Now, like so many other terms, it's helpful to have an agreed upon definition in order to have a productive discussion. For the sake of this post only I'm going to keep it within the framework of "emotional or sexual interaction with another outside of an existing marriage or committed relationship".
Because this is where much of the problem lies. In many marriages and relationships there is an ASSUMPTION of emotional and sexual fidelity that was in fact never truly agreed on ! In fact, in many cases it's hardly discussed. Therin lies the danger of assumptions ! It's a cultural norm at this point that once two people declare themselves "in relationship" that fidelity is a built in part of that term. It again is 'assumed' that if there is conflict with this that there will be a parting of ways.
Polyamory, as well as other forms of AGREED non-monogamy of course, refute that principal. Then of course there is actual discussion that takes place, agreements are (hopefully) reached on how other loves will flow into the existing relationship.

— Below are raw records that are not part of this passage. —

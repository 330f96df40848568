//! Uniform error reporting for every fallible operation in this crate.
//!
//! The reference this crate is built from reports overflow and invalid input through a mix of
//! sentinel return values and a process-wide `errno`-style side channel. Rust's sum types make
//! that unnecessary: every fallible routine here returns its outcome through [`Outcome`] (or a
//! plain [`Result`] when there is no meaningful partial value), never through a side channel and
//! never by panicking.

use core::fmt::{self, Display};

/// The two ways a calendar or time-scale operation can fail.
#[derive(Debug, Copy, Clone, PartialEq, Eq, Hash)]
pub enum Error {
    /// The mathematically correct result does not fit the destination type.
    Range,
    /// The input does not describe a real date, time or grammar-conforming string.
    Invalid,
}

impl Display for Error {
    fn fmt(&self, f: &mut fmt::Formatter<'_>) -> fmt::Result {
        f.write_str(match self {
            Self::Range => "value out of representable range",
            Self::Invalid => "invalid calendar or time input",
        })
    }
}

#[cfg(feature = "std")]
impl std::error::Error for Error {}

/// The result of an operation that can saturate instead of simply failing.
///
/// Overflow-producing operations in this crate return [`Outcome::Range`] carrying the *saturated*
/// value alongside the error, so a caller that only wants a best-effort clamp can call
/// [`Outcome::saturating_value`] without inspecting the error at all, while a caller that cares
/// can match on the variant or use [`Outcome::ok`] to fall back to [`Result`].
#[derive(Debug, Copy, Clone, PartialEq, Eq, Hash)]
pub enum Outcome<T> {
    /// The operation produced an exact result.
    Ok(T),
    /// The mathematical result overflowed; `T` is the saturated clamp (an extreme of the type).
    Range(T),
    /// The input was not a valid date/time to begin with; there is no sensible value.
    Invalid,
}

impl<T> Outcome<T> {
    /// The value to use if the caller doesn't care whether it was saturated.
    #[must_use]
    pub fn saturating_value(self) -> Option<T> {
        match self {
            Self::Ok(v) | Self::Range(v) => Some(v),
            Self::Invalid => None,
        }
    }

    /// Drop the saturated value on overflow, keeping only the error classification.
    #[must_use]
    pub fn ok(self) -> Result<T, Error> {
        match self {
            Self::Ok(v) => Ok(v),
            Self::Range(_) => Err(Error::Range),
            Self::Invalid => Err(Error::Invalid),
        }
    }

    #[must_use]
    pub const fn is_ok(&self) -> bool {
        matches!(self, Self::Ok(_))
    }
}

But that is another subject.
Right now I'm trying to dig into the terrible scars that are often (or claimed) to exist from this 'cheating' - i.e. lack of discussion & agreement prior. Because these scars and bad history often make non-monogamous relations far more complicated than they need to be. And result in the failures of some.
But are these scars really justified ?
How many of us are truly scarred by the lack of Santa Claus or the Tooth Fairy ? Or that we can blindly trust other human beings to act in OUR best interest ? For most, that 'awakening' happened in Jr High - or before. Hell yea, we look back on times of lost innocence and wish it could be otherwise. But it isn't, and for the most part we move on with our lives. albeit in a bit of a more defensive posture. It's ok.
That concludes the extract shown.